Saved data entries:
↓

//! ee-ipc-probe - send one payload to the execution engine and print the reply.
//!
//! Connects to the engine socket, writes a hex-encoded payload (framed with
//! Content-Length headers unless `--raw`), and prints whatever comes back as
//! hex. Useful for checking that an engine is listening and answering.

use std::path::PathBuf;

use anyhow::{Context, Result};
use clap::Parser;
use tracing_subscriber::{layer::SubscriberExt, util::SubscriberInitExt};

use ee_ipc::config::{TransportConfig, SOCKET_ENV};
use ee_ipc::ipc::{Framed, Transport};

/// Largest reply read in `--raw` mode.
const RAW_READ_SIZE: usize = 64 * 1024;

#[derive(Debug, Parser)]
#[command(name = "ee-ipc-probe", version, about)]
struct Args {
    /// Engine socket path
    #[arg(long, env = SOCKET_ENV)]
    socket: Option<PathBuf>,

    /// JSON transport config file
    #[arg(long)]
    config: Option<PathBuf>,

    /// Send bytes as-is and do a single read instead of framing
    #[arg(long)]
    raw: bool,

    /// Read and write timeout in milliseconds
    #[arg(long)]
    timeout_ms: Option<u64>,

    /// Connect attempts before giving up
    #[arg(long)]
    attempts: Option<u32>,

    /// Payload as hex, e.g. 010203
    payload: String,
}

fn main() -> Result<()> {
    tracing_subscriber::registry()
        .with(tracing_subscriber::EnvFilter::new(
            std::env::var("RUST_LOG").unwrap_or_else(|_| "ee_ipc=info".into()),
        ))
        .with(tracing_subscriber::fmt::layer().with_target(false))
        .init();

    let args = Args::parse();
    let payload = hex::decode(args.payload.trim()).context("Payload is not valid hex")?;

    let mut config = match &args.config {
        Some(path) => TransportConfig::load(path)?,
        None => TransportConfig::from_env()?,
    };
    if let Some(socket) = args.socket {
        config.socket_path = socket;
    }
    if let Some(ms) = args.timeout_ms {
        config.read_timeout_ms = Some(ms);
        config.write_timeout_ms = Some(ms);
    }
    if let Some(attempts) = args.attempts {
        config.retry.max_attempts = attempts;
    }

    tracing::info!(
        "Probing {} with {} bytes",
        config.socket_path.display(),
        payload.len()
    );
    let client = config
        .connect()
        .with_context(|| format!("Engine not reachable at {}", config.socket_path.display()))?;

    let reply = if args.raw {
        probe_raw(client, &payload)?
    } else {
        probe_framed(client, &payload)?
    };

    match reply {
        Some(bytes) => println!("{}", hex::encode(bytes)),
        None => {
            tracing::warn!("Engine closed the connection without replying");
            eprintln!("peer closed");
        }
    }
    Ok(())
}

fn probe_raw<T: Transport>(mut transport: T, payload: &[u8]) -> Result<Option<Vec<u8>>> {
    transport
        .write_all(payload)
        .context("Failed to send payload")?;

    let mut buf = vec![0u8; RAW_READ_SIZE];
    let n = transport.read(&mut buf).context("Failed to read reply")?;
    transport.close();

    if n == 0 {
        return Ok(None);
    }
    buf.truncate(n);
    Ok(Some(buf))
}

fn probe_framed<T: Transport>(transport: T, payload: &[u8]) -> Result<Option<Vec<u8>>> {
    let mut framed = Framed::new(transport);
    framed
        .write_frame(payload)
        .context("Failed to send frame")?;
    let reply = framed.read_frame().context("Failed to read reply frame")?;
    framed.get_mut().close();
    Ok(reply)
}
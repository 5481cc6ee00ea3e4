//! ee-ipc Library
//!
//! This library provides the client side of the IPC boundary between a
//! language runtime and an external execution engine process:
//!
//! - `ipc` - UNIX-domain socket transport, message framing, connect retry
//! - `config` - socket path resolution and timeouts
//!
//! # IPC Module
//!
//! ```ignore
//! use ee_ipc::config::TransportConfig;
//! use ee_ipc::ipc::{Framed, Transport};
//!
//! let config = TransportConfig::from_env()?;
//! let mut framed = Framed::new(config.connect()?);
//! framed.write_frame(b"payload")?;
//! let reply = framed.read_frame()?;
//! ```

pub mod config;
pub mod ipc;
impl ClientWriter {
    /// Write every byte of `buf` or fail.
    pub fn write_all(&mut self, buf: &[u8]) -> Result<(), TransportError> {
        send_all(half_socket(&mut self.socket, "write")?, buf)
    }

    /// Set `SO_SNDTIMEO` on the shared socket.
    pub fn set_write_timeout(&mut self, timeout: Option<Duration>) -> Result<(), TransportError> {
        half_socket(&mut self.socket, "set write timeout")?
            .set_write_timeout(timeout)
            .map_err(TransportError::Io)
    }

    /// Shut the connection down in both directions and release this half.
    ///
    /// A read blocked on the matching `ClientReader` wakes with `Ok(0)`.
    /// Second and later calls do nothing.
    pub fn close(&mut self) {
        if let Some(socket) = self.socket.take() {
            shutdown_quietly(&socket);
            debug!("Closed engine connection from writer");
        }
    }
}

fn half_socket<'a>(
    socket: &'a mut Option<Socket>,
    op: &'static str,
) -> Result<&'a mut Socket, TransportError> {
    socket.as_mut().ok_or(TransportError::InvalidHandle {
        state: ConnectionState::Closed,
        op,
    })
}

fn fill_exact<F>(buf: &mut [u8], mut read: F) -> Result<(), TransportError>
where
    F: FnMut(&mut [u8]) -> Result<usize, TransportError>,
{
    let mut filled = 0;
    while filled < buf.len() {
        match read(&mut buf[filled..])? {
            0 => {
                return Err(TransportError::Io(io::Error::new(
                    io::ErrorKind::UnexpectedEof,
                    format!("peer closed after {} of {} bytes", filled, buf.len()),
                )))
            }
            n => filled += n,
        }
    }
    Ok(())
}

fn recv(socket: &mut Socket, buf: &mut [u8]) -> Result<usize, TransportError> {
    if buf.is_empty() {
        return Ok(0);
    }

    loop {
        match socket.read(buf) {
            Ok(0) => {
                debug!("Peer closed the connection");
                return Ok(0);
            }
            Ok(n) => {
                trace!(bytes = n, requested = buf.len(), "read");
                return Ok(n);
            }
            Err(e) if e.kind() == io::ErrorKind::Interrupted => continue,
            Err(e) => return Err(TransportError::Io(e)),
        }
    }
}
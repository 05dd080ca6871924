use std::{
    fs,
    num::NonZeroUsize,
    path::{Path, PathBuf},
};

use dataloader::Prefetch;
use serde::Deserialize;

use crate::{Result, TrainErr};

/// How the learning rate evolves across epochs.
#[derive(Debug, Clone, Copy, Default, PartialEq, Deserialize)]
#[serde(rename_all = "snake_case", tag = "kind")]
pub enum LrSchedule {
    #[default]
    Constant,
    /// Multiplies the learning rate by `gamma` every `every_epochs` epochs.
    Step {
        every_epochs: NonZeroUsize,
        gamma: f32,
    },
}

impl LrSchedule {
    /// The learning rate to use during `epoch`.
    pub fn learning_rate(&self, base: f32, epoch: usize) -> f32 {
        match *self {
            LrSchedule::Constant => base,
            LrSchedule::Step {
                every_epochs,
                gamma,
            } => base * gamma.powi((epoch / every_epochs.get()) as i32),
        }
    }
}

/// The configuration of a `TrainingLoop`.
#[derive(Debug, Clone, Deserialize)]
#[serde(deny_unknown_fields)]
pub struct TrainingConfig {
    pub epochs: NonZeroUsize,
    pub learning_rate: f32,
    #[serde(default)]
    pub momentum: f32,
    /// Validate before every step that is a multiple of this, `0` disables validation.
    #[serde(default)]
    pub validation_interval: usize,
    /// Snapshot before every step that is a multiple of this, `0` disables snapshots.
    #[serde(default)]
    pub snapshot_interval: usize,
    #[serde(default)]
    pub snapshot_dir: Option<PathBuf>,
    #[serde(default)]
    pub shuffle_train: bool,
    /// The base shuffling seed, epoch `e` uses `seed + e`.
    #[serde(default)]
    pub seed: u64,
    #[serde(default)]
    pub prefetch: Prefetch,
    /// Store the optimizer velocity alongside the parameters in snapshots.
    #[serde(default)]
    pub persist_velocity: bool,
    #[serde(default)]
    pub lr_schedule: LrSchedule,
    /// A learning rate multiplier file, one `name value` pair per parameter.
    #[serde(default)]
    pub multipliers: Option<PathBuf>,
}

impl TrainingConfig {
    /// A configuration with every optional feature disabled.
    pub fn new(epochs: NonZeroUsize, learning_rate: f32, momentum: f32) -> Self {
        Self {
            epochs,
            learning_rate,
            momentum,
            validation_interval: 0,
            snapshot_interval: 0,
            snapshot_dir: None,
            shuffle_train: false,
            seed: 0,
            prefetch: Prefetch::Off,
            persist_velocity: false,
            lr_schedule: LrSchedule::Constant,
            multipliers: None,
        }
    }

    /// Parses and validates a JSON configuration.
    pub fn from_json(json: &str) -> Result<Self> {
        let config: Self = serde_json::from_str(json)
            .map_err(|e| TrainErr::Config(format!("invalid training config: {e}")))?;

        config.validate()?;
        Ok(config)
    }

    /// Reads, parses and validates the JSON configuration file at `path`.
    pub fn from_json_file(path: &Path) -> Result<Self> {
        let json = fs::read_to_string(path).map_err(|e| {
            TrainErr::Config(format!("cannot read '{}': {e}", path.display()))
        })?;

        Self::from_json(&json)
    }

    /// Checks the configuration is usable.
    ///
    /// # Returns
    /// `TrainErr::Config` describing the first invalid field.
    pub fn validate(&self) -> Result<()> {
        let invalid = |reason: &str| Err(TrainErr::Config(reason.to_string()));

        if !self.learning_rate.is_finite() || self.learning_rate <= 0. {
            return invalid("learning_rate must be a positive number");
        }

        if !(0. ..1.).contains(&self.momentum) {
            return invalid("momentum must be in [0, 1)");
        }

        if self.snapshot_interval > 0 && self.snapshot_dir.is_none() {
            return invalid("snapshot_interval is set but snapshot_dir is missing");
        }

        if let LrSchedule::Step { gamma, .. } = self.lr_schedule {
            if !gamma.is_finite() || gamma <= 0. {
                return invalid("lr_schedule gamma must be a positive number");
            }
        }

        Ok(())
    }
}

↑

Beginning with the line above that contains "n => filled", copy each line exactly up to and including the line that contains "Err(e) if e.kind()", and go no further.

Completed exercise:
            n => filled += n,
        }
    }
    Ok(())
}

fn recv(socket: &mut Socket, buf: &mut [u8]) -> Result<usize, TransportError> {
    if buf.is_empty() {
        return Ok(0);
    }

    loop {
        match socket.read(buf) {
            Ok(0) => {
                debug!("Peer closed the connection");
                return Ok(0);
            }
            Ok(n) => {
                trace!(bytes = n, requested = buf.len(), "read");
                return Ok(n);
            }
            Err(e) if e.kind() == io::ErrorKind::Interrupted => continue,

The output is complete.